Mi “problema”, no obstante, se extendía más allá del salir de fiesta. La necesidad era amplia porque ese grito, esa inquietud, era constante y era especialmente punzante en situaciones sociales, sobre todo en las relaciones que aún no conocía suficiente, o con las que aún no tenía suficiente confianza, pero también con todo lo consideraba “normalidad” fuera de cuando estaba sola en mi casa o en mi habitación. Era una problemática que me perseguía en muchas de las situaciones diarias y que nada tenían que ver con aquellas de las que se suele hablar y que se suelen tratar cuando hablamos del problema del consumo de alcohol y otras drogas en nuestros espacios. 

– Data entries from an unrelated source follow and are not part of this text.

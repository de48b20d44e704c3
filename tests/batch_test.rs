use std::fs;
use std::sync::Arc;
use std::sync::atomic::Ordering;

use tempfile::TempDir;

use metin::error::{MetinError, Result};
use metin::language::Language;
use metin::pipeline::batch::{BatchProcessor, Sentiment};
use metin::pipeline::cleaning::CleaningPipeline;
use metin::pipeline::flags::StageFlags;

fn processor() -> Result<BatchProcessor> {
    let pipeline = Arc::new(CleaningPipeline::with_defaults()?);
    Ok(BatchProcessor::new(
        pipeline,
        Language::Turkish,
        StageFlags::default(),
    ))
}

fn read_rows(path: &std::path::Path) -> Result<(Vec<String>, Vec<Vec<String>>)> {
    let mut reader = csv::Reader::from_path(path)?;
    let headers = reader.headers()?.iter().map(str::to_string).collect();
    let mut rows = Vec::new();
    for record in reader.records() {
        rows.push(record?.iter().map(str::to_string).collect());
    }
    Ok((headers, rows))
}

#[test]
fn csv_column_is_processed_with_extra_columns() -> Result<()> {
    let temp_dir = TempDir::new()?;
    let input = temp_dir.path().join("reviews.csv");
    let output = temp_dir.path().join("reviews_processed.csv");
    fs::write(
        &input,
        "comment,score\n\
         Bu ürün güzel değil,2\n\
         \"Bu harika bir ürün yapiyor!\",5\n\
         ,3\n",
    )?;

    let summary = processor()?.process_csv(&input, &output, "comment")?;
    assert_eq!(summary.rows, 3);
    assert_eq!(summary.processed, 3);
    assert_eq!(summary.original_non_empty, 2);
    assert_eq!(summary.processed_non_empty, 2);
    assert!(summary.reduction_percent > 0.0);
    assert!(!summary.cancelled);
    assert_eq!(summary.sentiments.get(&Sentiment::Negative), Some(&1));
    assert_eq!(summary.sentiments.get(&Sentiment::Positive), Some(&1));
    assert_eq!(summary.sentiments.get(&Sentiment::Neutral), Some(&1));

    let (headers, rows) = read_rows(&output)?;
    assert_eq!(
        headers,
        [
            "comment_id",
            "comment",
            "score",
            "comment_processed",
            "comment_length_original",
            "comment_length_processed",
            "sentiment",
        ]
    );
    assert_eq!(rows[0][0], "1");
    assert_eq!(rows[0][3], "ürün güzel_NEG");
    assert_eq!(rows[0][4], "19");
    assert_eq!(rows[0][5], "14");
    assert_eq!(rows[0][6], "negative");
    assert_eq!(rows[1][3], "harika ürün yapıyor");
    assert_eq!(rows[1][6], "positive");
    assert_eq!(rows[2][3], "");
    assert_eq!(rows[2][6], "neutral");
    Ok(())
}

#[test]
fn ids_are_zero_padded_to_row_count() -> Result<()> {
    let temp_dir = TempDir::new()?;
    let input = temp_dir.path().join("many.csv");
    let output = temp_dir.path().join("many_out.csv");

    let mut content = String::from("comment\n");
    for i in 0..12 {
        content.push_str(&format!("yorum {i}\n"));
    }
    fs::write(&input, content)?;

    processor()?.process_csv(&input, &output, "comment")?;

    let (headers, rows) = read_rows(&output)?;
    assert!(!headers.iter().any(|h| h == "sentiment"));
    assert_eq!(rows[0][0], "01");
    assert_eq!(rows[11][0], "12");
    Ok(())
}

#[test]
fn missing_column_is_an_error() -> Result<()> {
    let temp_dir = TempDir::new()?;
    let input = temp_dir.path().join("reviews.csv");
    fs::write(&input, "text\nmerhaba\n")?;

    let result = processor()?.process_csv(&input, temp_dir.path().join("out.csv"), "comment");
    assert!(matches!(result, Err(MetinError::InvalidArgument(_))));
    Ok(())
}

#[test]
fn cancelled_batch_writes_nothing() -> Result<()> {
    let temp_dir = TempDir::new()?;
    let input = temp_dir.path().join("reviews.csv");
    let output = temp_dir.path().join("out.csv");
    fs::write(&input, "comment\nbir\niki\n")?;

    let processor = processor()?;
    processor.cancel_flag().store(true, Ordering::SeqCst);

    let summary = processor.process_csv(&input, &output, "comment")?;
    assert!(summary.cancelled);
    assert_eq!(summary.processed, 0);
    assert!(!output.exists());
    Ok(())
}

#[test]
fn records_are_processed_in_input_order() -> Result<()> {
    let pipeline = Arc::new(CleaningPipeline::with_defaults()?);
    let flags = StageFlags::default();
    let processor = BatchProcessor::new(Arc::clone(&pipeline), Language::Turkish, flags);

    let words = ["kitaplardan", "güzeeel", "değil", "tmm", "harika", "istiyrum"];
    let texts: Vec<String> = (0..200)
        .map(|i| format!("{} {}", words[i % words.len()], words[(i * 7) % words.len()]))
        .collect();

    let outputs = processor.process_texts(&texts);
    assert_eq!(outputs.len(), texts.len());
    for (text, output) in texts.iter().zip(&outputs) {
        assert_eq!(
            output.as_deref(),
            Some(pipeline.run(text, Language::Turkish, &flags).as_str())
        );
    }
    Ok(())
}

Cuando se habla sobre el consumo de alcohol y otras drogas se suele hacer para tratar el problema de los excesos en espacios de fiesta y cómo esto no solamente reproduce un cierto tipo de consumismo, sino también violencias. Pero parece que las adictas —o las que han tenido un vínculo de consumo diferente y más cercano a lo que se vería como una adicción— tengan que ser personas extrañas que no se encuentran en nuestros espacios. Ni ellas ni sus problemas. Y todavía menos queremos ver que sus problemas tienen un vínculo que nos une a las problemáticas que queremos tratar en nuestros espacios, como las agresiones, el machismo, el capacitismo o cualquiera de las violencias estructurales que nos atraviesan cada día. En mi caso, el problema lo tenía también en asambleas, en encuentros con mucha gente, en talleres, en clases, etc., o simplemente cuando quedaba con una amiga para tomar un simple “café” o incluso para intimar en cualquiera de sus variantes. Y su origen se encontraba en las agresiones que he padecido de adolescente —y que se han extendido después de adulta— por el hecho de no ser un hombre y ser autista. Mi máximo miedo y alarma: las relaciones, mi espacio menos seguro. 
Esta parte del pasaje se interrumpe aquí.